Gerade einmal 70 Gramm wiegt ein Pfannkuchen-Rohling. „Sobald er seine runde Grundform bekommen hat, darf sich der kleine Teigkloß 20 Minuten bei 30 Grad Celsius Raumtemperatur ausruhen, anschließend kommen er und die 47 anderen blecheweise in die Gare. „In 45 Minuten bei 36 Grad und 65 Prozent Luftfeuchtigkeit wachsen sie wieder ein bisschen – dann müssen sie raus und ins 180 Grad heiße Fett“, erklärt Edmund Igersheim. Der Bäcker ist mit mehr als 40 Jahren dienstältester in der Trammer Backstube. Igersheim und kennt das stressige Silvestergeschäft: „Da sind die Schichten schon mal länger, aber es ist auch ein Zeichen, dass den Leuten unsere Berliner schmecken und sie aufs Handwerk setzen – das macht mich glücklich“, sagt er und macht Platz am so genannten Berliner-Gitter. Die große Maschine mit heißem Erdnussfett ist in dieser, wie auch vielen anderen Nächten, der Arbeitsbereich von Manuela Schwarz. Die Trammerin ist seit 19 Jahren in der Bäckerei und so sitzt mittlerweile jeder Handgriff.

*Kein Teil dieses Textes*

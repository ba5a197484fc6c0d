//! Contract for queries which can be observed with [`Database::observe_query`].
//!
//! [`Database::observe_query`]: crate::database::Database::observe_query
use crate::error::Error;
use crate::table::TableId;

/// A read query together with the tables it reads from.
///
/// `tables` must include every table the query touches, joined tables included, otherwise
/// modifications of the missing tables won't trigger a new result.
pub trait ExecutableQuery<C>: Send + 'static {
    type Output: Send + 'static;

    fn tables(&self) -> Vec<TableId>;

    /// Run the query on `connection`.
    ///
    /// # Errors
    ///
    /// Returns error if the query failed.
    fn execute(&mut self, connection: &mut C) -> Result<Self::Output, Error>;
}

/// [`ExecutableQuery`] backed by a closure.
pub struct FnQuery<F> {
    tables: Vec<TableId>,
    query: F,
}

impl<F> FnQuery<F> {
    pub fn new(tables: impl IntoIterator<Item = TableId>, query: F) -> Self {
        Self {
            tables: tables.into_iter().collect(),
            query,
        }
    }
}

impl<C, T, F> ExecutableQuery<C> for FnQuery<F>
where
    T: Send + 'static,
    F: FnMut(&mut C) -> Result<T, Error> + Send + 'static,
{
    type Output = T;

    fn tables(&self) -> Vec<TableId> {
        self.tables.clone()
    }

    fn execute(&mut self, connection: &mut C) -> Result<T, Error> {
        (self.query)(connection)
    }
}
//! Contract consumed from the sqlite driver.
//!
//! Everything in this crate talks to the database through [`SqlConnection`]. The connection is
//! owned by the [`TransactionDispatcher`](crate::dispatcher::TransactionDispatcher) worker and
//! is never touched from any other thread.
use std::error::Error;

#[cfg(feature = "rusqlite")]
pub mod rusqlite;

/// Defines an implementation capable of executing SQL statement on a sqlite connection.
///
/// This is required so we can set up the temporary triggers and tables required to
/// track changes.
pub trait SqlExecutor {
    type Error: Error + Send + Sync + 'static;

    /// This method will execute a query which returns 0 or N rows with one column of type `usize`.
    ///
    /// # Errors
    ///
    /// Should return error if the query failed.
    fn sql_query_values(&mut self, query: &str) -> Result<Vec<usize>, Self::Error>;

    /// Execute an sql statement which does not return any rows.
    ///
    /// # Errors
    ///
    /// Should return error if the query failed.
    fn sql_execute(&mut self, query: &str) -> Result<(), Self::Error>;

    /// Whether a transaction is currently open on this connection.
    fn sql_in_write_transaction(&self) -> bool;
}

/// Defines a sqlite connection with explicit transaction control.
///
/// The default implementations issue plain `BEGIN IMMEDIATE`, `COMMIT` and `ROLLBACK`
/// statements, which is what every sqlite driver understands.
#[allow(clippy::module_name_repetitions)]
pub trait SqlConnection: SqlExecutor {
    /// Begin a new write transaction.
    ///
    /// # Errors
    ///
    /// Should return an error if the transaction can't be started.
    fn sql_begin_transaction(&mut self) -> Result<(), Self::Error> {
        self.sql_execute("BEGIN IMMEDIATE")
    }

    /// Commit the current transaction.
    ///
    /// # Errors
    ///
    /// Should return an error if a transaction can't be committed.
    fn sql_commit_transaction(&mut self) -> Result<(), Self::Error> {
        self.sql_execute("COMMIT")
    }

    /// Roll back the current transaction.
    ///
    /// # Errors
    ///
    /// Should return an error if the rollback failed.
    fn sql_rollback_transaction(&mut self) -> Result<(), Self::Error> {
        self.sql_execute("ROLLBACK")
    }
}

/// Run `f` inside a transaction on `connection`, rolling back if it fails.
///
/// # Errors
///
/// Returns the error of `f` or of the transaction statements.
pub(crate) fn with_transaction<C, R>(
    connection: &mut C,
    f: impl FnOnce(&mut C) -> Result<R, C::Error>,
) -> Result<R, C::Error>
where
    C: SqlConnection + ?Sized,
{
    connection.sql_begin_transaction()?;
    match f(connection) {
        Ok(value) => {
            connection.sql_commit_transaction()?;
            Ok(value)
        }
        Err(e) => {
            if let Err(rollback_err) = connection.sql_rollback_transaction() {
                tracing::error!(error = %rollback_err, "Failed to roll back transaction");
            }
            Err(e)
        }
    }
}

Denn obwohl der technische Fortschritt auch um die Badel’sche Backstube keinen Bogen gemacht hat, wird hier noch vieles per Hand erledigt. So kommen die Füllungen wie Pflaumenmus, Mehrfruchtmarmelade oder Eierlikör zwar mit einer Spitze in die Pfannkuchen, doch die wird eben per Hand bedient. Genau fünf Sekunden dauert es, bis Manuela Schwarz zwei Berliner gefüllt und gezuckert hat. Alle sechs Minuten muss sie die anderen Pfannkuchen im Fett drehen beziehungsweise die fertige Charge rausholen.

 

Wie viele Berliner es insgesamt sind, will Bäckermeister Andreas Schulz nicht verraten. „Aber ganz vorn steht eine fünf“, sagt er mit einem Augenzwinkern. Dann piept wieder einer seiner sechs Timer – die Brote müssen aus dem Ofen. „Die Kunden wollen ja nicht nur Berliner, sondern auch Brot und Brötchen. Das normale Geschäft läuft weiter“, erklärt Schulz. Dann zieht er einen Wagen mit acht übereinander liegenden Blechreihen aus dem Ofen. „Das sind jetzt 108 Vollkornbrote“, sagt er und schiebt den Wagen in Richtung Ausgangstür. Erst einmal dürfen die Brote abkühlen und für Schulz sowie seine Kollegen Edmund Igersheim und Normen Pingel bleibt Zeit für eine kleine Pause. Die Bockwürste sind schon heiß – neben all den süßen Düften freuen sich die Mitarbeiter sichtlich auf etwas Herzhaftes. Auch der Kaffee ist nun durchgelaufen. Das Lebenselixier – besonders in den langen Berliner-Nächten. Zehn Minuten haben die Männer nun, dann ist es kurz vor 4 Uhr. Die ersten Fahrer kommen auf den Hof gerollt. „Nun heißt es zack, zack. Alles in die richtigen Kisten packen, und dann gehen die Waren auf Reisen zu den Filialen“, erklärt Schulz.

Doch für ihn und seine Kollegen ist selbst um 6 Uhr der Dienst noch nicht beendet. Es wird weiter gebacken und auch für den Silvestertag vorbereitet. Da nützt es auch nichts, dass der Bäckermeister Geburtstag hat. „Aber ich habe so Jahr für Jahr frischen Kuchen – und warme Berliner sind mir die liebsten“, schiebt er hinterher.